BD6.8D-rank — capacity bump fails, BD6.x code_skeleton FROZEN (2026-05-02)

TL;DR — r=16/alpha=32 with the BD6.8D winning policy (MBPP/53 ×2, HE/85 ×2, long-poison ×0.5) gave 12/19, WORSE than r=8's 15/19. 4× LoRA capacity bumped average CE from 0.54 → 0.47 (model fits the training distribution tighter), but anchor pass-rate fell because the extra capacity introduced new drift on previously-stable rows (MBPP/52 regressed for the first time across ALL BD6.x). Strict gate rejects. Production reverted to BD6 pass-1 (anchor 19/19).

Per spec: BD6.x code_skeleton surgery cycle is FROZEN at current production state. BD6.5 is archived as best rejected LoRA artifact. Next surgery target: phys05_triz_contradiction.

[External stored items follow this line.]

//! Rule-driven slot extraction.

use regex::Regex;
use tracing::debug;

use crate::advisor::core::errors::AdvisorResult;
use crate::advisor::core::slots::{SlotCategory, Slots};
use crate::advisor::extract::keyword_table::{KeywordRule, default_rules};

/// A keyword rule with its compiled pattern.
struct CompiledRule {
    category: SlotCategory,
    pattern: Regex,
    label: String,
}

/// Stateless parser turning free text into preference slots.
pub struct SlotExtractor {
    rules: Vec<CompiledRule>,
}

impl SlotExtractor {
    /// Create an extractor over the default keyword table.
    ///
    /// # Errors
    /// Returns an error if any default pattern is invalid.
    pub fn new() -> AdvisorResult<Self> {
        Self::with_rules(default_rules())
    }

    /// Create an extractor over a custom keyword table.
    ///
    /// Rules are evaluated in the order given; within a category the first
    /// matching rule decides the first value.
    ///
    /// # Errors
    /// Returns an error if any pattern is invalid.
    pub fn with_rules(rules: impl IntoIterator<Item = KeywordRule>) -> AdvisorResult<Self> {
        let mut compiled = Vec::new();
        for rule in rules {
            let pattern = Regex::new(&format!(r"(?i)\b(?:{})\b", rule.pattern))?;
            compiled.push(CompiledRule {
                category: rule.category,
                pattern,
                label: rule.label,
            });
        }

        Ok(Self { rules: compiled })
    }

    /// Number of loaded rules.
    #[must_use]
    pub const fn rule_count(&self) -> usize {
        self.rules.len()
    }

    /// Extract canonical preference labels from a message.
    #[must_use]
    pub fn parse(&self, message: &str) -> Slots {
        let text = message.to_lowercase();
        let mut slots = Slots::default();
        if text.trim().is_empty() {
            return slots;
        }

        for rule in &self.rules {
            if rule.pattern.is_match(&text) {
                slots.insert(rule.category, rule.label.clone());
            }
        }

        debug!(
            "Extracted {} preference categories from message",
            slots.iter_filled().count()
        );
        slots
    }
}

#[cfg(test)]
mod tests {
    use super::*;

    fn extractor() -> SlotExtractor {
        SlotExtractor::new().unwrap()
    }

    #[test]
    fn test_parse_work_floral_medium_budget() {
        let slots = extractor().parse("quero algo floral para o trabalho, orçamento médio");
        assert_eq!(slots.accords, vec!["Floral"]);
        assert_eq!(slots.occasions, vec!["Trabalho"]);
        assert_eq!(slots.budget, vec!["Médio"]);
        assert!(slots.climate.is_empty());
        assert!(slots.notes.is_empty());
    }

    #[test]
    fn test_parse_is_case_insensitive_and_canonicalizes() {
        let slots = extractor().parse("Algo AMADEIRADO e Cítrico, bem MARCANTE, pro Inverno");
        assert_eq!(slots.accords, vec!["Amadeirado", "Cítrico"]);
        assert_eq!(slots.intensity, vec!["Intensa"]);
        assert_eq!(slots.seasons, vec!["Inverno"]);
    }

    #[test]
    fn test_parse_deduplicates_variants_of_same_label() {
        let slots = extractor().parse("gosto de flores, perfume floral, bem florado");
        assert_eq!(slots.accords, vec!["Floral"]);
    }

    #[test]
    fn test_parse_respects_word_boundaries() {
        let slots = extractor().parse("uma pessoa generosa e carinhosa");
        assert!(slots.notes.is_empty());
        assert!(slots.budget.is_empty());
    }

    #[test]
    fn test_parse_ignores_cara_as_interjection() {
        let slots = extractor().parse("cara, quero um perfume floral");
        assert!(slots.budget.is_empty());
        assert_eq!(slots.accords, vec!["Floral"]);

        assert_eq!(extractor().parse("pode ser um perfume caro").budget, vec!["Premium"]);
        assert_eq!(extractor().parse("algo mais cara que isso").budget, vec!["Premium"]);
    }

    #[test]
    fn test_parse_notes_and_gender() {
        let slots = extractor().parse("presente para minha esposa, com baunilha e rosas");
        assert_eq!(slots.gender, vec!["Feminino"]);
        assert_eq!(slots.notes, vec!["Baunilha", "Rosa"]);
    }

    #[test]
    fn test_parse_empty_message() {
        assert!(extractor().parse("   ").is_empty());
    }

    #[test]
    fn test_custom_rules() {
        let rules = vec![KeywordRule::new(SlotCategory::Notes, r"figo", "Figo")];
        let extractor = SlotExtractor::with_rules(rules).unwrap();
        assert_eq!(extractor.rule_count(), 1);
        assert_eq!(extractor.parse("notas de figo").notes, vec!["Figo"]);
    }

    #[test]
    fn test_invalid_custom_rule() {
        let rules = vec![KeywordRule::new(SlotCategory::Notes, r"(", "Broken")];
        assert!(SlotExtractor::with_rules(rules).is_err());
    }
}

Final result on the last attempt

| pass | rank | alpha | lr | policy | anchor | gate | |------|------|-------|----|----|------|------| | BD6.5 (peak) | 8 | 16 | 5e-5 | no weighting | 15/19 | REVERT | | BD6.8D | 8 | 16 | 5e-5 | {2,2,0.5} | 15/19 | REVERT (MBPP/53 fixed!) | | BD6.8D-rank | 16 | 32 | 5e-5 | {2,2,0.5} | 12/19 | REVERT (final, freeze) |

BD6.8D-rank v9 anchor (r=16, α=32):
  KEPT (12):
    ✓ MBPP/17, MBPP/19, MBPP/20, MBPP/41, MBPP/51,
    ✓ MBPP/64, MBPP/90, MBPP/93, MBPP/96, MBPP/99, MBPP/105,
    ✓ HumanEval/53
  LOST (7):
    ✗ MBPP/52        ← NEW REGRESSION (was stable across ALL BD6.x)
    ✗ MBPP/53        ← BD6.8D had recovered this; r=16 lost it again
    ✗ HumanEval/23   ← was stable in BD6.5/8D, lost in 8D2 and now here
    ✗ HumanEval/27
    ✗ HumanEval/34   ← decoder-noise (BD6.8F+)
    ✗ HumanEval/45   ← decoder-noise (BD6.8F+)
    ✗ HumanEval/85

avg_ce=0.4660 (vs r=8's 0.5429), avg_loss=0.4516 — model FITS the training data better at r=16, but generalizes WORSE on the anchor verifier. Classic over-parameterization failure mode at the anchor boundary.

Why r=16 didn't help

The LoRA had enough room to fit the holdout patterns more aggressively,

but ALSO enough room to drift on every other anchor. The poison gradient at long-target rows now finds more capacity to perturb hidden states; rep-penalty + ngram blocker at runtime can't fully compensate.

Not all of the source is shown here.